The People's Bank of China, the central bank, delivered 4 billion yuan ($572.5 million) of new paper notes before Lunar New Year to Wuhan, Hubei province, the epicenter of the outbreak, to improve the cleanliness of paper notes and curb possible infection, PBOC Vice-Governor Fan Yifei said on Saturday.
The transfer of cash across provinces and within some epidemic-hit areas has been suspended, to reduce travel and limit the spread of the novel coronavirus, Fan said.
Paper notes collected from regions severely hit by the epidemic should be disinfected with ultraviolet light or high temperature and stored for more than 14 days before reentering the market, he added. "The current measures are efficient, and we should make sure the currency that residents are using is safe and clean."
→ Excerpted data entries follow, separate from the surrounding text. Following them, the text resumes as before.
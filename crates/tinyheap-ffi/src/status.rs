//! C-compatible status codes.
//!
//! [`TinyheapStatus`] is returned by every status-returning C function.
//! `Ok` is zero; every failure is negative. Values are ABI-stable.

use tinyheap::HeapError;

/// Status code returned by the C API.
#[repr(i32)]
#[derive(Clone, Copy, Debug, PartialEq, Eq)]
pub enum TinyheapStatus {
    /// Success.
    Ok = 0,
    /// Heap instance handle or allocation pointer not recognised.
    InvalidHandle = -1,
    /// No free block large enough for the request.
    OutOfMemory = -2,
    /// Buffer cannot hold even one block header.
    ArenaTooSmall = -3,
    /// Heap configuration rejected.
    ConfigError = -4,
    /// An argument is null, misaligned, or otherwise unusable.
    InvalidArgument = -5,
    /// Internal error (e.g. poisoned mutex after a prior panic).
    InternalError = -6,
    /// A Rust panic was caught at the FFI boundary.
    Panicked = -128,
}

impl From<&HeapError> for TinyheapStatus {
    fn from(e: &HeapError) -> Self {
        match e {
            HeapError::ArenaTooSmall { .. } => TinyheapStatus::ArenaTooSmall,
            HeapError::OutOfMemory { .. } => TinyheapStatus::OutOfMemory,
            HeapError::InvalidHandle { .. } => TinyheapStatus::InvalidHandle,
            HeapError::Config(_) => TinyheapStatus::ConfigError,
            HeapError::CorruptChain { .. } => TinyheapStatus::InternalError,
        }
    }
}
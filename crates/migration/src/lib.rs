pub use sea_orm_migration::prelude::*;

mod m20261018_000001_create_oauth2_tables;

pub struct Migrator;

#[async_trait::async_trait]
impl MigratorTrait for Migrator {
    fn migrations() -> Vec<Box<dyn MigrationTrait>> {
        vec![Box::new(m20261018_000001_create_oauth2_tables::Migration)]
    }
}
//! OAuth2 User entity - resource owners that can log in with email and password.

use sea_orm::entity::prelude::*;
use serde::{Deserialize, Serialize};
use time::OffsetDateTime;

#[derive(Clone, Debug, PartialEq, DeriveEntityModel, Serialize, Deserialize)]
#[sea_orm(table_name = "oauth2_user")]
pub struct Model {
    #[sea_orm(primary_key, auto_increment = false)]
    pub id: String,
    #[sea_orm(unique)]
    pub email: String,
    pub hashed_password: String,
    pub salt: String,
    pub created_at: OffsetDateTime,
}

#[derive(Copy, Clone, Debug, EnumIter, DeriveRelation)]
pub enum Relation {}

impl ActiveModelBehavior for ActiveModel {}
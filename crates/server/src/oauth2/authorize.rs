//! Authorization endpoint logic.
//!
//! The redirect target is validated before anything is issued. Until it is
//! known to be a well-formed URI registered for the client, failures are
//! returned directly; afterwards they travel back to the client as query
//! parameters on the redirect.

use crate::oauth2::error::{ClientError, GrantError, OAuth2Error, ValidationError};
use crate::oauth2::registry::ClientRegistry;
use crate::oauth2::store::{AccessTokens, AuthorizationCodes};
use serde::Deserialize;
use std::sync::Arc;
use url::Url;
use utoipa::IntoParams;

/// Query parameters of `GET /auth/authorization`.
#[derive(Debug, Default, Clone, Deserialize, IntoParams)]
#[into_params(parameter_in = Query)]
pub struct AuthorizeRequest {
    /// `code` or `token`
    pub response_type: Option<String>,
    /// Client identifier issued during registration
    pub client_id: Option<String>,
    /// Must equal the redirect URI registered for the client
    pub redirect_uri: Option<String>,
    /// Opaque value returned unchanged in the redirect
    pub state: Option<String>,
}

#[derive(Clone)]
pub struct AuthorizationEndpoint {
    clients: Arc<dyn ClientRegistry>,
    codes: AuthorizationCodes,
    tokens: AccessTokens,
}

impl AuthorizationEndpoint {
    pub fn new(
        clients: Arc<dyn ClientRegistry>,
        codes: AuthorizationCodes,
        tokens: AccessTokens,
    ) -> Self {
        Self {
            clients,
            codes,
            tokens,
        }
    }

    /// Handle an authorization request on behalf of `user_id`.
    ///
    /// `Ok` carries the URL to redirect to, which may itself describe an
    /// error. `Err` means the redirect target cannot be trusted and the error
    /// must be shown directly.
    #[tracing::instrument(skip(self, request), fields(client_id = request.client_id.as_deref(), response_type = request.response_type.as_deref()))]
    pub async fn authorize(
        &self,
        request: AuthorizeRequest,
        user_id: &str,
    ) -> Result<Url, OAuth2Error> {
        let raw_redirect = request
            .redirect_uri
            .as_deref()
            .filter(|uri| !uri.trim().is_empty())
            .ok_or(ValidationError::MissingField("redirect_uri"))?;
        let redirect =
            Url::parse(raw_redirect).map_err(|e| ValidationError::InvalidRedirectUri(e.to_string()))?;

        let client_id = request
            .client_id
            .as_deref()
            .filter(|id| !id.trim().is_empty())
            .ok_or(ValidationError::MissingField("client_id"))?;
        let client = self
            .clients
            .find_client(client_id)
            .await?
            .ok_or_else(|| ClientError::UnknownClient {
                client_id: client_id.to_string(),
            })?;
        if client.redirect_uri != raw_redirect {
            tracing::warn!(client_id, "redirect_uri does not match registration");
            return Err(ValidationError::RedirectUriMismatch.into());
        }

        let state = request.state.as_deref();
        let outcome = match request.response_type.as_deref() {
            Some("code") => self
                .codes
                .issue(user_id)
                .await
                .map(|code| vec![("code", code)]),
            Some("token") => self.tokens.issue(user_id).await.map(|token| {
                vec![
                    ("access_token", token),
                    ("expires_in", self.tokens.expires_in().to_string()),
                ]
            }),
            Some(other) => {
                let error: OAuth2Error = GrantError::UnsupportedResponseType {
                    response_type: other.to_string(),
                }
                .into();
                return Ok(error.to_redirect(redirect, state));
            }
            None => {
                let error: OAuth2Error = GrantError::MissingResponseType.into();
                return Ok(error.to_redirect(redirect, state));
            }
        };

        match outcome {
            Ok(params) => Ok(append_query(redirect, &params, state)),
            Err(e) => {
                tracing::error!("Failed to issue credential for authorization request: {}", e);
                Ok(OAuth2Error::from(e).to_redirect(redirect, state))
            }
        }
    }
}

fn append_query(mut url: Url, params: &[(&str, String)], state: Option<&str>) -> Url {
    {
        let mut query = url.query_pairs_mut();
        for (key, value) in params {
            query.append_pair(key, value);
        }
        if let Some(s) = state {
            query.append_pair("state", s);
        }
    }
    url
}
The epidemic might speed up the issuance of digital currency, Li Lihui, former president of the Bank of China, told China Daily on Sunday. " (Of course,) China's modern electronic payment platforms have been quite mature," he added.
WeChat Pay and Alipay rank as the top two online payment options in the world. Amid the outbreak, more people are choosing electronic payment rather than actual cash.
"The development prospect of digital currency within the retail sector will depend, to some extent, on the market itself. Its efficiency, cost, convenience will matter a lot, as well as the scale of commercial usage," according to Li, who is also head of the blockchain research working group at the National Internet Finance Association of China.
Fan pledged on Saturday to promote the work of electronic and mobile payment, as the technology concerned has been quickly developing in China. The central bank has previously said the basic design of the sovereign digital currency was completed, and some pilot programs will be launched for testing.
"The epidemic may accelerate the introduction of digital currency and face-to-face exchanges of physical money will further decline, because of concerns of possible infection," said Yang Dong, head of the Financial Technology and Blockchain Research Center of the Law and Technology Institute at Renmin University of China.
Under such conditions, individual consumers and institutions will prefer digitalized payment methods and get more used to them. "Taking this opportunity, digital currency will accelerate its issuance and applications," said Yang.